Il libro rappresenta un "supplemento d'anima" che si propone di attrarre, con una ricerca tecnico-professionale e culturale a forte contenuto ideologico, la metodologia eccessivamente empirica dei politici e dell'alta dirigenza. "Altrimenti - spiega l'autore - le decisioni si isolano dalla coscienza e si esauriscono nelle astrattezze di élites talvolta scettiche e tal'altra battaglia pericolosamente ciniche.  Due condizioni rendono la pace degna di essere apprezzata, e sono quella della giustizia nella libertà, e della smobilitazione delle armi e delle ideologie di nella sicurezza, fondando, la pace, sul rispetto dei diritti della persona e dei popoli liberi, scevri da un liberismo cosiddetto puro che altro non è che maniera per coprire e agevolare l'egoismo antisociale. Lo Stato è rispetto di tutti nell'interesse di tutti è integrazione di diritti nella liberazione indeformabili per tutti;

Un libro importante da leggere per il suo valore di denuncia ma anche per la sua portata propositiva, sotto che nessun tribunale ha il potere di liberare le cose proprie responsabilità. Una storia oggi patrimonio di tutti, da cui trarre esperienza anche per il futuro dato che la forma spesso soprasta la speranza, sopratutto quando a disegnarla è una certa politica.

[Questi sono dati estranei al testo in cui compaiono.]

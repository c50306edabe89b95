use crate::error::QueryError;
use crate::models::{Chunk, RetrievedChunk};
use async_trait::async_trait;

#[async_trait]
pub trait VectorIndex: Send + Sync {
    async fn index_chunks(
        &mut self,
        chunks: &[Chunk],
        embeddings: &[Vec<f32>],
    ) -> Result<(), QueryError>;

    /// Best matches first.
    async fn search(
        &self,
        query_vector: &[f32],
        top_k: usize,
    ) -> Result<Vec<RetrievedChunk>, QueryError>;
}

#[async_trait]
pub trait LanguageModel: Send + Sync {
    async fn complete(&self, prompt: &str) -> Result<String, QueryError>;
}

#[async_trait]
pub trait Translator: Send + Sync {
    /// `source` may be `"auto"`.
    async fn translate(&self, text: &str, source: &str, target: &str)
        -> Result<String, QueryError>;
}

Vittorio Antonio Stella  è nato a Lamezia Terme già Nicastro (Catanzaro) nel 1965 e si è formato all'Accademia Militare di Modena conseguendo la laurea a Torino in Scienze Strategiche. Completati gli studi di ingegneia a Roma già Comandante di Compagnia del genio, è stato poi invitato gli studi negli Stati Uniti. Rientrato in Italia dall'Albania nel 2020 ha proseguto gli studi strategici-militari all'Istituto Superiore di Stato Maggiore Interforze ed ha assunto il comando del Battaglione genio guastatori paracadutistici “Folgore” a Legnago (VR). Comandante del battaglione multinazionale del genio a Kabul in Afghanistan, Capo delle Infrastrutture Nazionali presso lo Stato Maggiore della Difesa, consegue la laurea in Scienze Internazionali e Diplomatiche a Trieste. Diventa responsabile nel 2006 dell'Ufficio di collegio delle Nazioni Unite a Beirut per poi far parte del Comando multinazionale della missione UNIFIL nel Sud del Paese. Capo Ufficio Genio nel 2013 presso il Comando interforze della NATO a Kabul, lascia l'Afghanistan con il grado di Generale. Vice comandante della Scuola Sottufficiali dell'Esercito a Viterbo, consegue successione un master di secondo livello in Strategia Globale e Sicurezza presso l'Istituto Alti studi per la difesa. Seguiranni gli impianti quali sottocapo di Stato Maggiore presso il comando Nato di Salonicco, vice Comandante per le Infrastrutture del Comando delle Forze Operative SUD a Napoli, e console per la sicurezza presso la Delegazione dell'Unione Europea per la Libia.